* _Directions_
The answer must be every line of the records below that holds the word "Invalid".

* _Entries provided_
□ □ □ □ □
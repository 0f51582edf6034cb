use anyhow::{anyhow, Result};
use log::warn;
use std::collections::HashMap;
use std::env;

pub const DEFAULT_PRINCIPAL: f64 = 100_000.0;
pub const DEFAULT_FEE_RATE: f64 = 0.001;
pub const DEFAULT_TOP_N: usize = 50;
pub const DEFAULT_WORKER_CAP: usize = 4;

/// Environment keys recognised by [`settings_from_env`].
const SETTING_KEYS: [&str; 5] = [
    "BACKTEST_PRINCIPAL",
    "BACKTEST_FEE_RATE",
    "UNDECIDED_SIGNAL_POLICY",
    "OPTIMIZER_MAX_WORKERS",
    "OPTIMIZER_TOP_N",
];

/// How leading undecided signal entries (no earlier decision to carry forward) are resolved.
#[derive(Debug, Clone, Copy, PartialEq, Eq, Default)]
pub enum UndecidedSignalPolicy {
    /// Treat the instrument as already bought from the first bar.
    #[default]
    Long,
    Flat,
}

impl UndecidedSignalPolicy {
    pub fn parse(raw: &str) -> Result<Self> {
        match raw.trim().to_ascii_lowercase().as_str() {
            "long" | "1" => Ok(Self::Long),
            "flat" | "0" => Ok(Self::Flat),
            other => Err(anyhow!(
                "UNDECIDED_SIGNAL_POLICY must be LONG or FLAT (value: {})",
                other
            )),
        }
    }

    pub fn label(self) -> &'static str {
        match self {
            Self::Long => "long",
            Self::Flat => "flat",
        }
    }
}

/// Capital and fee basis applied to every accounting call.
#[derive(Debug, Clone, PartialEq)]
pub struct AccountingConfig {
    pub principal: f64,
    pub fee_rate: f64,
    pub undecided_policy: UndecidedSignalPolicy,
}

impl Default for AccountingConfig {
    fn default() -> Self {
        Self {
            principal: DEFAULT_PRINCIPAL,
            fee_rate: DEFAULT_FEE_RATE,
            undecided_policy: UndecidedSignalPolicy::default(),
        }
    }
}

impl AccountingConfig {
    pub fn new(principal: f64, fee_rate: f64) -> Self {
        Self {
            principal,
            fee_rate,
            ..Self::default()
        }
    }

    pub fn with_undecided_policy(mut self, policy: UndecidedSignalPolicy) -> Self {
        self.undecided_policy = policy;
        self
    }

    pub fn from_settings_map(settings: &HashMap<String, String>) -> Result<Self> {
        let principal = optional_setting_f64(settings, "BACKTEST_PRINCIPAL", Some(0.0), None)?
            .unwrap_or(DEFAULT_PRINCIPAL);
        if principal <= 0.0 {
            return Err(anyhow!(
                "Setting BACKTEST_PRINCIPAL must be > 0 (value: {})",
                principal
            ));
        }
        let fee_rate = optional_setting_f64(settings, "BACKTEST_FEE_RATE", Some(0.0), Some(1.0))?
            .unwrap_or(DEFAULT_FEE_RATE);
        let undecided_policy = match optional_setting(settings, "UNDECIDED_SIGNAL_POLICY") {
            Some(raw) => UndecidedSignalPolicy::parse(raw)?,
            None => UndecidedSignalPolicy::default(),
        };

        Ok(Self {
            principal,
            fee_rate,
            undecided_policy,
        })
    }
}

#[derive(Debug, Clone, PartialEq, Eq)]
pub struct OptimizerSettings {
    /// Worker count; `None` picks [`default_worker_count`].
    pub max_workers: Option<usize>,
    pub top_n: usize,
}

impl Default for OptimizerSettings {
    fn default() -> Self {
        Self {
            max_workers: None,
            top_n: DEFAULT_TOP_N,
        }
    }
}

impl OptimizerSettings {
    pub fn from_settings_map(settings: &HashMap<String, String>) -> Result<Self> {
        let max_workers = optional_setting_usize(settings, "OPTIMIZER_MAX_WORKERS", 1)?;
        let top_n =
            optional_setting_usize(settings, "OPTIMIZER_TOP_N", 1)?.unwrap_or(DEFAULT_TOP_N);
        Ok(Self { max_workers, top_n })
    }

    /// Resolve the pool size for a sweep of `task_count` combinations.
    pub fn worker_count(&self, task_count: usize) -> usize {
        let requested = self.max_workers.unwrap_or_else(default_worker_count).max(1);
        requested.min(task_count.max(1))
    }
}

/// Capped below full hardware concurrency so a sweep does not starve a shared machine.
pub fn default_worker_count() -> usize {
    std::cmp::min(DEFAULT_WORKER_CAP, std::cmp::max(1, num_cpus::get()))
}

/// Parse a user-entered principal, falling back to the default on garbage or non-positive input.
pub fn validate_principal(raw: &str) -> f64 {
    match raw.trim().parse::<f64>() {
        Ok(value) if value.is_finite() && value > 0.0 => value,
        _ => {
            warn!(
                "Invalid principal '{}'; using default {:.2}",
                raw, DEFAULT_PRINCIPAL
            );
            DEFAULT_PRINCIPAL
        }
    }
}

/// Parse a user-entered fee rate, falling back to the default on garbage or negative input.
pub fn validate_fee_rate(raw: &str) -> f64 {
    match raw.trim().parse::<f64>() {
        Ok(value) if value.is_finite() && value >= 0.0 => value,
        _ => {
            warn!(
                "Invalid fee rate '{}'; using default {}",
                raw, DEFAULT_FEE_RATE
            );
            DEFAULT_FEE_RATE
        }
    }
}

/// Snapshot of the recognised settings present in the process environment.
pub fn settings_from_env() -> HashMap<String, String> {
    SETTING_KEYS
        .iter()
        .filter_map(|key| env::var(key).ok().map(|value| (key.to_string(), value)))
        .collect()
}

fn optional_setting<'a>(settings: &'a HashMap<String, String>, key: &str) -> Option<&'a str> {
    settings
        .get(key)
        .map(|value| value.trim())
        .filter(|value| !value.is_empty())
}

fn optional_setting_f64(
    settings: &HashMap<String, String>,
    key: &str,
    min: Option<f64>,
    max: Option<f64>,
) -> Result<Option<f64>> {
    let Some(raw) = optional_setting(settings, key) else {
        return Ok(None);
    };
    let value = raw
        .parse::<f64>()
        .map_err(|_| anyhow!("Setting {} must be a number (value: {})", key, raw))?;
    if !value.is_finite() {
        return Err(anyhow!("Setting {} must be finite (value: {})", key, raw));
    }
    if let Some(min_value) = min {
        if value < min_value {
            return Err(anyhow!(
                "Setting {} must be >= {} (value: {})",
                key,
                min_value,
                raw
            ));
        }
    }
    if let Some(max_value) = max {
        if value > max_value {
            return Err(anyhow!(
                "Setting {} must be <= {} (value: {})",
                key,
                max_value,
                raw
            ));
        }
    }
    Ok(Some(value))
}

fn optional_setting_usize(
    settings: &HashMap<String, String>,
    key: &str,
    min: usize,
) -> Result<Option<usize>> {
    let Some(raw) = optional_setting(settings, key) else {
        return Ok(None);
    };
    let value = raw
        .parse::<f64>()
        .map_err(|_| anyhow!("Setting {} must be a number (value: {})", key, raw))?;
    if !value.is_finite() {
        return Err(anyhow!("Setting {} must be finite (value: {})", key, raw));
    }
    if value.fract() != 0.0 {
        return Err(anyhow!(
            "Setting {} must be an integer (value: {})",
            key,
            raw
        ));
    }
    if value < min as f64 {
        return Err(anyhow!(
            "Setting {} must be >= {} (value: {})",
            key,
            min,
            raw
        ));
    }
    Ok(Some(value as usize))
}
□ □ □ □ □
* _Solution for this exercise_
                "Invalid principal '{}'; using default {:.2}",
                "Invalid fee rate '{}'; using default {}",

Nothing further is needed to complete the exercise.